Dataset items:
※ ※ ※
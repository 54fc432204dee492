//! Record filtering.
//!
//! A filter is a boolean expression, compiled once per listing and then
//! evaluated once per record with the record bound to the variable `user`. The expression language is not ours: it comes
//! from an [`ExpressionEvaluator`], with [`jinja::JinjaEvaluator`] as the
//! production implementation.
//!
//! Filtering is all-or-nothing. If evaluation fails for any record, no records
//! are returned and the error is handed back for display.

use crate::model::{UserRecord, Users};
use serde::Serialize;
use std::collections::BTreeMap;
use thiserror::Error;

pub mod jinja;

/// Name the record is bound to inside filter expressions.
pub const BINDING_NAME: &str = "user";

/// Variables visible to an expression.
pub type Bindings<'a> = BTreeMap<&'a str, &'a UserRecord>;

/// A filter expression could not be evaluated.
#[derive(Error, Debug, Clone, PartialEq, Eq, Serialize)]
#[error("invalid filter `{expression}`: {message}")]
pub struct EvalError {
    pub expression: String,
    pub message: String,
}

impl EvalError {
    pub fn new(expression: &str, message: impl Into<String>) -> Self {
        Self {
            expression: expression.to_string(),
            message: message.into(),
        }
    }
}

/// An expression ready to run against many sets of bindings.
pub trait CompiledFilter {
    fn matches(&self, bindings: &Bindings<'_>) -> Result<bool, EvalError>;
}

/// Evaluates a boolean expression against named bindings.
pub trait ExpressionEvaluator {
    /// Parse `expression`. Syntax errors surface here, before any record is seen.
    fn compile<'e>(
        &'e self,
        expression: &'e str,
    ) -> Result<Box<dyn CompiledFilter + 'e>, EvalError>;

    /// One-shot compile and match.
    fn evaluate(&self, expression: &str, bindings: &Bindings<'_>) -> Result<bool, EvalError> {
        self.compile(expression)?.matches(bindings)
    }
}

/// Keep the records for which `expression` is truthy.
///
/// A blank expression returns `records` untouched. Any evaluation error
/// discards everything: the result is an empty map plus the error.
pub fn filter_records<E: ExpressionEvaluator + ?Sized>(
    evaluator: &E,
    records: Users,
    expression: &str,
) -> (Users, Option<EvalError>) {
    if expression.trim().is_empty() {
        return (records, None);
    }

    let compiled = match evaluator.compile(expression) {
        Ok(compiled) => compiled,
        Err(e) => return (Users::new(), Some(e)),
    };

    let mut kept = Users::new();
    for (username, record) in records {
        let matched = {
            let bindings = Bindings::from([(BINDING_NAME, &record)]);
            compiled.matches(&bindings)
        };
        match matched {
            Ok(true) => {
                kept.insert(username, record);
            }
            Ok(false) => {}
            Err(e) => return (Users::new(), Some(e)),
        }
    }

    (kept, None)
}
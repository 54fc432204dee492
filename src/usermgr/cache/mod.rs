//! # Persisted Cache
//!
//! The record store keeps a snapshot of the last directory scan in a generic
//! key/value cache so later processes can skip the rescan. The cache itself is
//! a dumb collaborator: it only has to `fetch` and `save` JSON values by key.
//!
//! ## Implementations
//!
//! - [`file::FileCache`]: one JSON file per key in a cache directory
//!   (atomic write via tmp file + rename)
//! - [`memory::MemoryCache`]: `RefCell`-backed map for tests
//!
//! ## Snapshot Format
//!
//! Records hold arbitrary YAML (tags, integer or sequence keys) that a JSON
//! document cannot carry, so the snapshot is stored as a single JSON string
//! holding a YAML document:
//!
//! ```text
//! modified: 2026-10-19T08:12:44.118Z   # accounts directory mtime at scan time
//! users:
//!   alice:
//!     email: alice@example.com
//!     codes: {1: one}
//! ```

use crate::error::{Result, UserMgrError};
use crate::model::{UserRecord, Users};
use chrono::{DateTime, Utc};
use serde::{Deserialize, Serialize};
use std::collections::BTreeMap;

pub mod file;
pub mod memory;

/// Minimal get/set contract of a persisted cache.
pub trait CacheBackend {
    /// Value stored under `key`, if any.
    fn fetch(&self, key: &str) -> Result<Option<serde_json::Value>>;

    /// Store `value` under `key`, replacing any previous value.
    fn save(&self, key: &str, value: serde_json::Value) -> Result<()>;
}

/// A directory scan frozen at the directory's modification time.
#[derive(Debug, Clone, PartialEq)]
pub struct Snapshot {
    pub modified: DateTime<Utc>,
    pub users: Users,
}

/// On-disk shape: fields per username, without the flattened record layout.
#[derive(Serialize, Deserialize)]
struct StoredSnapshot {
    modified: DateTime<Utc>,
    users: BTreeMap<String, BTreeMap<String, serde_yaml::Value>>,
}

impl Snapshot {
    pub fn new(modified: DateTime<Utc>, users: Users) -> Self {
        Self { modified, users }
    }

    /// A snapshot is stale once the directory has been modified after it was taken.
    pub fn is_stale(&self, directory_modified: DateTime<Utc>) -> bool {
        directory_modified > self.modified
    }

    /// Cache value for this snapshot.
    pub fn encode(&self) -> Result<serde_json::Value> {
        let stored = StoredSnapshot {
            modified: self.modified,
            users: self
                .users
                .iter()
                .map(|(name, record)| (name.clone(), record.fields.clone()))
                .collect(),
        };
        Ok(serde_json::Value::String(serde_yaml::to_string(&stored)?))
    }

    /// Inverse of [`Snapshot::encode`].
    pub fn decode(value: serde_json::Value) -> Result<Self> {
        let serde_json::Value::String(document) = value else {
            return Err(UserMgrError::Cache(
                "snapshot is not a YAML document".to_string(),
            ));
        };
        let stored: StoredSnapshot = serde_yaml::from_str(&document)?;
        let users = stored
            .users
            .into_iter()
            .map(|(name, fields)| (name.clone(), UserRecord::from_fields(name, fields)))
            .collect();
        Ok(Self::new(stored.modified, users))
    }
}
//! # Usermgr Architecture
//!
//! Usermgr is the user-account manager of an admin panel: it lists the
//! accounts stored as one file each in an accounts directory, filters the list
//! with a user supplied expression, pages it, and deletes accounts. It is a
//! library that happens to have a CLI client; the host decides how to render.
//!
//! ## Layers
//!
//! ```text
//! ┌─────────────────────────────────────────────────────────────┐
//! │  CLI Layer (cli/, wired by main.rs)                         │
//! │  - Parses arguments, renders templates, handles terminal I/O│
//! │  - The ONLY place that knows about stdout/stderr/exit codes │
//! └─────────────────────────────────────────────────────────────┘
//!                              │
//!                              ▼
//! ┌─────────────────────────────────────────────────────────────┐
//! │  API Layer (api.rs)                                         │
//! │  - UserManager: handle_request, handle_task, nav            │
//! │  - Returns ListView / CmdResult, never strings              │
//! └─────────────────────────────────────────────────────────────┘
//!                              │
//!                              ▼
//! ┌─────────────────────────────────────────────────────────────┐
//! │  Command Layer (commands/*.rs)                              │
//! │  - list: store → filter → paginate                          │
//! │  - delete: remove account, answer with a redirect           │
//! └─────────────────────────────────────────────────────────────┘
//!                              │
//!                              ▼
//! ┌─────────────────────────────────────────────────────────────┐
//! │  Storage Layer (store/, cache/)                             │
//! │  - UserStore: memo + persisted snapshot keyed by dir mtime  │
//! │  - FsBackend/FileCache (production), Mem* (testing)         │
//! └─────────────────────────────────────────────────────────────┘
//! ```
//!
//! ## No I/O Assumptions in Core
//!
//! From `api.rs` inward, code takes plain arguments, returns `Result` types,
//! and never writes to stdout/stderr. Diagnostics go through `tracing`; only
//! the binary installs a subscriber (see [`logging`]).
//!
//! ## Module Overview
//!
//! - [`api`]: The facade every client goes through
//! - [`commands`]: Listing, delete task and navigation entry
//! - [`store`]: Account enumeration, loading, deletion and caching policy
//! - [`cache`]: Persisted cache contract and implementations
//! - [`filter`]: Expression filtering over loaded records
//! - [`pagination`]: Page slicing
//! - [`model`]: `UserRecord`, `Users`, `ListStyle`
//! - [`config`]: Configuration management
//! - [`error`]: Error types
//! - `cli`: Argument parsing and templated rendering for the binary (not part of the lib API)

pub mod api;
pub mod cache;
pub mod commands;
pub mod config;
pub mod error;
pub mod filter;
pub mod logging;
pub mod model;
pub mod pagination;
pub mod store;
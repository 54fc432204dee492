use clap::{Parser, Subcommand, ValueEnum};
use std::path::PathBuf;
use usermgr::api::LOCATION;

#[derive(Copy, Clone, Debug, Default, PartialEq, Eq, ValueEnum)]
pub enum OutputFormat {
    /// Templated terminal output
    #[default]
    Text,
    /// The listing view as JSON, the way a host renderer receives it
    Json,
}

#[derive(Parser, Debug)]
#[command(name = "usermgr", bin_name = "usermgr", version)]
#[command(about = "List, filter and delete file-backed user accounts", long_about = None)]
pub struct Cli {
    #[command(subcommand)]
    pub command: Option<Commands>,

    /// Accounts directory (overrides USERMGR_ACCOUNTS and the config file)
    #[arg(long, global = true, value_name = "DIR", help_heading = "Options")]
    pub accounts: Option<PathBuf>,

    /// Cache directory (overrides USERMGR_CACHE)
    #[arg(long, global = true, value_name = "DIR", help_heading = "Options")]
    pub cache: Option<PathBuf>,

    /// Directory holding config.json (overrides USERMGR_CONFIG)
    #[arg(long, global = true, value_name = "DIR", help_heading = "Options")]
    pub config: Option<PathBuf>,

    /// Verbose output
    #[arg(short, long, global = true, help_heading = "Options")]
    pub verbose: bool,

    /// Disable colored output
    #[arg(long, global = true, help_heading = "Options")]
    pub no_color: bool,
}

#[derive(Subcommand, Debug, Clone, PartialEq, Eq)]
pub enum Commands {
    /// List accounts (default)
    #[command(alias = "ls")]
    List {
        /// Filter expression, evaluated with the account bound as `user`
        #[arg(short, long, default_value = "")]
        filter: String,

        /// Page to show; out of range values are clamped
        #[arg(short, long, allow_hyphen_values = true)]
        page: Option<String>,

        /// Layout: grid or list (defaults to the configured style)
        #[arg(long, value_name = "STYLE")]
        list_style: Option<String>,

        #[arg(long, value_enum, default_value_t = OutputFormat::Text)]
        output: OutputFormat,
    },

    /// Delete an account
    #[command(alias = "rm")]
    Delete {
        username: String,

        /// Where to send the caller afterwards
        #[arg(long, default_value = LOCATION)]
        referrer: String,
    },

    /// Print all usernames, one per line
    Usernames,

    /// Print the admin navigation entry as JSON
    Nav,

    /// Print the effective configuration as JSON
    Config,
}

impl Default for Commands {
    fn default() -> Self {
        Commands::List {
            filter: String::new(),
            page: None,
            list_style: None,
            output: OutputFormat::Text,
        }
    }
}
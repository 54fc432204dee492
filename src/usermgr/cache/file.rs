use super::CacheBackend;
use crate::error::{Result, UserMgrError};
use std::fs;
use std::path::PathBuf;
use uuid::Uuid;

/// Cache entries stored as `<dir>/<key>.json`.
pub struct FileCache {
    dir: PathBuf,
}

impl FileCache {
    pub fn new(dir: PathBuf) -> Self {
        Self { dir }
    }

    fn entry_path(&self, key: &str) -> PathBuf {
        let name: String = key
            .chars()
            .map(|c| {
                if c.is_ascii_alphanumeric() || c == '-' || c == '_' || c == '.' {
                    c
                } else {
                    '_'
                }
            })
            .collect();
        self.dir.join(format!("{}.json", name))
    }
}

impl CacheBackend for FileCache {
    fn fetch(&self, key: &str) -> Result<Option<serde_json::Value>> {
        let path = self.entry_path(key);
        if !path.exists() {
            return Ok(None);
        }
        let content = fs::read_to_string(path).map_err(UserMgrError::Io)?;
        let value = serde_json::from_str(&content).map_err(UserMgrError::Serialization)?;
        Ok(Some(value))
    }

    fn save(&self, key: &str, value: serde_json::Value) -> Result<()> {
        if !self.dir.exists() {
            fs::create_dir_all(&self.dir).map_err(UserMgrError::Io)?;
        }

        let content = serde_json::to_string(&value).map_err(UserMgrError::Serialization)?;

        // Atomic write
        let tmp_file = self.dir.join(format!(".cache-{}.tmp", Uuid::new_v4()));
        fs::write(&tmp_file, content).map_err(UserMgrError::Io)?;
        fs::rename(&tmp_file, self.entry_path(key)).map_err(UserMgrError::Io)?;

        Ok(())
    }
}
※ ※ ※
TASK DIRECTIONS
Print the records above verbatim from their first line to the line containing "plus the error.", both included, and stop there.

ANSWER TO THE EXERCISE
repository 54fc432204dee492
//! Record filtering.
//!
//! A filter is a boolean expression, compiled once per listing and then
//! evaluated once per record with the record bound to the variable `user`. The expression language is not ours: it comes
//! from an [`ExpressionEvaluator`], with [`jinja::JinjaEvaluator`] as the
//! production implementation.
//!
//! Filtering is all-or-nothing. If evaluation fails for any record, no records
//! are returned and the error is handed back for display.

use crate::model::{UserRecord, Users};
use serde::Serialize;
use std::collections::BTreeMap;
use thiserror::Error;

pub mod jinja;

/// Name the record is bound to inside filter expressions.
pub const BINDING_NAME: &str = "user";

/// Variables visible to an expression.
pub type Bindings<'a> = BTreeMap<&'a str, &'a UserRecord>;

/// A filter expression could not be evaluated.
#[derive(Error, Debug, Clone, PartialEq, Eq, Serialize)]
#[error("invalid filter `{expression}`: {message}")]
pub struct EvalError {
    pub expression: String,
    pub message: String,
}

impl EvalError {
    pub fn new(expression: &str, message: impl Into<String>) -> Self {
        Self {
            expression: expression.to_string(),
            message: message.into(),
        }
    }
}

/// An expression ready to run against many sets of bindings.
pub trait CompiledFilter {
    fn matches(&self, bindings: &Bindings<'_>) -> Result<bool, EvalError>;
}

/// Evaluates a boolean expression against named bindings.
pub trait ExpressionEvaluator {
    /// Parse `expression`. Syntax errors surface here, before any record is seen.
    fn compile<'e>(
        &'e self,
        expression: &'e str,
    ) -> Result<Box<dyn CompiledFilter + 'e>, EvalError>;

    /// One-shot compile and match.
    fn evaluate(&self, expression: &str, bindings: &Bindings<'_>) -> Result<bool, EvalError> {
        self.compile(expression)?.matches(bindings)
    }
}

/// Keep the records for which `expression` is truthy.
///
/// A blank expression returns `records` untouched. Any evaluation error
/// discards everything: the result is an empty map plus the error.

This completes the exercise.